TASK STATEMENT |
Please copy out all lines of the entries that contain the word "what".

Items from a data source:
###
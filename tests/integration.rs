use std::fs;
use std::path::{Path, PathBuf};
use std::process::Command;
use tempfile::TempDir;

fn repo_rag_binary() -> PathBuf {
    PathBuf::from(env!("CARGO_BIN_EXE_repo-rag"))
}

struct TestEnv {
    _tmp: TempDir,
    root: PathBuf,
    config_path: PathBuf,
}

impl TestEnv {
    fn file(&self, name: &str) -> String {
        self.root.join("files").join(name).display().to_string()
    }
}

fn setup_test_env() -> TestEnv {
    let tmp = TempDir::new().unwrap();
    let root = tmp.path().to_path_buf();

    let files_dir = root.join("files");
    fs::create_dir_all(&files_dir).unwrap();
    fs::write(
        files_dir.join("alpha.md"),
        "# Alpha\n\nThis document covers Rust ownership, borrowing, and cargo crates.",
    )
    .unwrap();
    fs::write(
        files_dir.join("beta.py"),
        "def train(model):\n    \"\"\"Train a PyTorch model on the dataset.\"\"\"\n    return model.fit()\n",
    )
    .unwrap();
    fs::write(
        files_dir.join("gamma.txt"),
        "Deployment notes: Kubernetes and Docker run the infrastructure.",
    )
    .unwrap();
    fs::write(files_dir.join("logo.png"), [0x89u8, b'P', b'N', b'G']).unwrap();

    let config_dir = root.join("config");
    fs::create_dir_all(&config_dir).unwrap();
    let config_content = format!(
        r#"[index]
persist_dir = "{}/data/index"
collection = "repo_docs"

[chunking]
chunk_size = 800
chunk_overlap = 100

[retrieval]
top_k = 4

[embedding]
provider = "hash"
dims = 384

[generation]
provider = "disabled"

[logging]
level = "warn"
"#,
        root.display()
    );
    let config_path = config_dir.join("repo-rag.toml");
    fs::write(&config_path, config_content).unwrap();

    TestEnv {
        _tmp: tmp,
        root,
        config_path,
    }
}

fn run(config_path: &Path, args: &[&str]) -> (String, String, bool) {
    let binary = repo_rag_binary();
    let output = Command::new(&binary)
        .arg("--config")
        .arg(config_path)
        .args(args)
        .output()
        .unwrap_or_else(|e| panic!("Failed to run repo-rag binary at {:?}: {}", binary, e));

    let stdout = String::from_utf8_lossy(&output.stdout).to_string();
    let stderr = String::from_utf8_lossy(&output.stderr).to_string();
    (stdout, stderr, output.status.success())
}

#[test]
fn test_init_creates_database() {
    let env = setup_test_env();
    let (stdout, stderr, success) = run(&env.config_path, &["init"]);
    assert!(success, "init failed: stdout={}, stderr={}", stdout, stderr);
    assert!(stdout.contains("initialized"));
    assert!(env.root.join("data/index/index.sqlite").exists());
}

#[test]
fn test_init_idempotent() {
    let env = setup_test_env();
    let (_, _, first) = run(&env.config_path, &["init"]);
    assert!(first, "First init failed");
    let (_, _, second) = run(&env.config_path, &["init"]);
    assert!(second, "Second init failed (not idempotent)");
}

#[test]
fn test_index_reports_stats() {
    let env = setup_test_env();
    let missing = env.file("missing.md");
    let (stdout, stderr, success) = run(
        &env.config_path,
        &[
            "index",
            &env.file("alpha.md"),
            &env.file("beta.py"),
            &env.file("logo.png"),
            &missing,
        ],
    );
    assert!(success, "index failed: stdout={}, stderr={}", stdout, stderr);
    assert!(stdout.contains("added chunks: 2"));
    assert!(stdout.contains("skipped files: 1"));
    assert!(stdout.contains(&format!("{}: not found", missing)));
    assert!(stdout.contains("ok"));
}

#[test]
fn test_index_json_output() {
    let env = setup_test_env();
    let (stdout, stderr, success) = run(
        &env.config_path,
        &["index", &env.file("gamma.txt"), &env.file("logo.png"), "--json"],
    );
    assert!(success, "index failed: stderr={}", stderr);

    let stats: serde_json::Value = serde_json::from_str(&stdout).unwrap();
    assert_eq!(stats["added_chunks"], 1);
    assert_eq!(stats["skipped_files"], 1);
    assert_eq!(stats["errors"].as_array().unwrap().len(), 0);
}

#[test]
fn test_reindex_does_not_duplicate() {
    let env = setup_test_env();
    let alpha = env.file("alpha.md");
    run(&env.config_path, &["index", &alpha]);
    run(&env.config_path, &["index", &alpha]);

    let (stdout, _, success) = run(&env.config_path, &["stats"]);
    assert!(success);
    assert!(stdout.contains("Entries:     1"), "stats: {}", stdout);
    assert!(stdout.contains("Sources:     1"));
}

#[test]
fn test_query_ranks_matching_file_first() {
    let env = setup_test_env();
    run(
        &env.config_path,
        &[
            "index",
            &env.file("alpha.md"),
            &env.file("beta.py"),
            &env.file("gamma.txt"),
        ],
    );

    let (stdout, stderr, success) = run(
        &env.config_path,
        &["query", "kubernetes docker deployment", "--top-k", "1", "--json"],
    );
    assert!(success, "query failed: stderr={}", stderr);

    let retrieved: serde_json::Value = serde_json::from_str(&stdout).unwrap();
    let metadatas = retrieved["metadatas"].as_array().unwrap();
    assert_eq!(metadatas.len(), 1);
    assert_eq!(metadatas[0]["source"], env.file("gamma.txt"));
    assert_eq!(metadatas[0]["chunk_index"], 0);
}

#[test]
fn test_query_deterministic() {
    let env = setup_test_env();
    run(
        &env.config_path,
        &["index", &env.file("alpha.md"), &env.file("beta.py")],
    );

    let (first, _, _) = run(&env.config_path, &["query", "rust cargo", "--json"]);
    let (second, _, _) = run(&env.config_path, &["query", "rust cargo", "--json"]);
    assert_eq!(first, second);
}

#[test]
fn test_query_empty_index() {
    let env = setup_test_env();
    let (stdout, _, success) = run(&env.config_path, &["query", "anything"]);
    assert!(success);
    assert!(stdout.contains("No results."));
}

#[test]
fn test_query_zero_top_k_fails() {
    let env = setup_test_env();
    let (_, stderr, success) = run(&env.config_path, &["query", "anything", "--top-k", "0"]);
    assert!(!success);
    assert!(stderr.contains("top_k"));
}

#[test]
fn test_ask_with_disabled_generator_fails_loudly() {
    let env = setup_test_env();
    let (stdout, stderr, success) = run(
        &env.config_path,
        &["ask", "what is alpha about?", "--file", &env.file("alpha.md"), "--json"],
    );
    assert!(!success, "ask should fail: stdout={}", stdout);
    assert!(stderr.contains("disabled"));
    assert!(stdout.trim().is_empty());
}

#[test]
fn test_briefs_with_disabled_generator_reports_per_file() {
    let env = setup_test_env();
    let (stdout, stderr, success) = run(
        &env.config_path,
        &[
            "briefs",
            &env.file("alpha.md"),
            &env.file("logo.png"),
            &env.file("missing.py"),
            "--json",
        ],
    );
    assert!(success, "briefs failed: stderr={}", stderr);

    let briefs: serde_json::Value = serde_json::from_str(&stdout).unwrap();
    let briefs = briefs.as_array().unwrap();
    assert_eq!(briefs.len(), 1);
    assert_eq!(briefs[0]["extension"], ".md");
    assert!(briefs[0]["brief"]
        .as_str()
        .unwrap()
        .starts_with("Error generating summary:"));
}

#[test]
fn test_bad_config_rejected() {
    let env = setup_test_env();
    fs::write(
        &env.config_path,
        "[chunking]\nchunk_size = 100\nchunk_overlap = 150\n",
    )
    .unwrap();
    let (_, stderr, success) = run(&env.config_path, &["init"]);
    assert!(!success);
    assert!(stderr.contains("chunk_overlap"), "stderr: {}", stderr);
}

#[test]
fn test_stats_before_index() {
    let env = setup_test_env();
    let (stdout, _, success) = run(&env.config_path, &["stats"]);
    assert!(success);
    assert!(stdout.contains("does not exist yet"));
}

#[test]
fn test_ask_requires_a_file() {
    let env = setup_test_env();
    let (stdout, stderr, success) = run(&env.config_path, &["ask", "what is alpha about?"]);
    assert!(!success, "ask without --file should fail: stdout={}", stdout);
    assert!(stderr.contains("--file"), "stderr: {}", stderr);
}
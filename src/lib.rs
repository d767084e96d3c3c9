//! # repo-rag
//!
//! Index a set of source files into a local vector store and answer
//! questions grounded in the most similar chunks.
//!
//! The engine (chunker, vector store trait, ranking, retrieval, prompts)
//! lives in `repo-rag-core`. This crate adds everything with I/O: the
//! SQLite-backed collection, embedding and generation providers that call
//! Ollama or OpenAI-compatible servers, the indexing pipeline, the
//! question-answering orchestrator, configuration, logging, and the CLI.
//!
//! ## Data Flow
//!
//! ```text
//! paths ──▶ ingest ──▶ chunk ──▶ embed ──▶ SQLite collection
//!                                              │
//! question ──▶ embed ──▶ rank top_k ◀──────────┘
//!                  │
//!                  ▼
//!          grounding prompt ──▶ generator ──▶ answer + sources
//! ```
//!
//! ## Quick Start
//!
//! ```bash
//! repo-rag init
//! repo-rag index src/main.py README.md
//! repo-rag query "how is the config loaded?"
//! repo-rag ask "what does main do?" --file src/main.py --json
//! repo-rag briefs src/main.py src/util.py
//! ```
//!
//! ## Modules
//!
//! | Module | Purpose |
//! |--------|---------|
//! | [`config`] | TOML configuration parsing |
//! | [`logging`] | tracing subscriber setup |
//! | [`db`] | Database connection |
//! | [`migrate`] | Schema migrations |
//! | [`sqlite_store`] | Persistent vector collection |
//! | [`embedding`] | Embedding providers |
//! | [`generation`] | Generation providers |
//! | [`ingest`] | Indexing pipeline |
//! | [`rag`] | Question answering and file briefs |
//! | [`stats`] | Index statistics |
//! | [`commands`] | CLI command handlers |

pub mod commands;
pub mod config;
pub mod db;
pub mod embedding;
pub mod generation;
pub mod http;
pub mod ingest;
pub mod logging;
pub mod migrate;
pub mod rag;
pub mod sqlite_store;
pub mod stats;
###
ANSWER FOR THIS EXERCISE |
        &["ask", "what is alpha about?", "--file", &env.file("alpha.md"), "--json"],
    let (stdout, stderr, success) = run(&env.config_path, &["ask", "what is alpha about?"]);
//! repo-rag ask "what does main do?" --file src/main.py --json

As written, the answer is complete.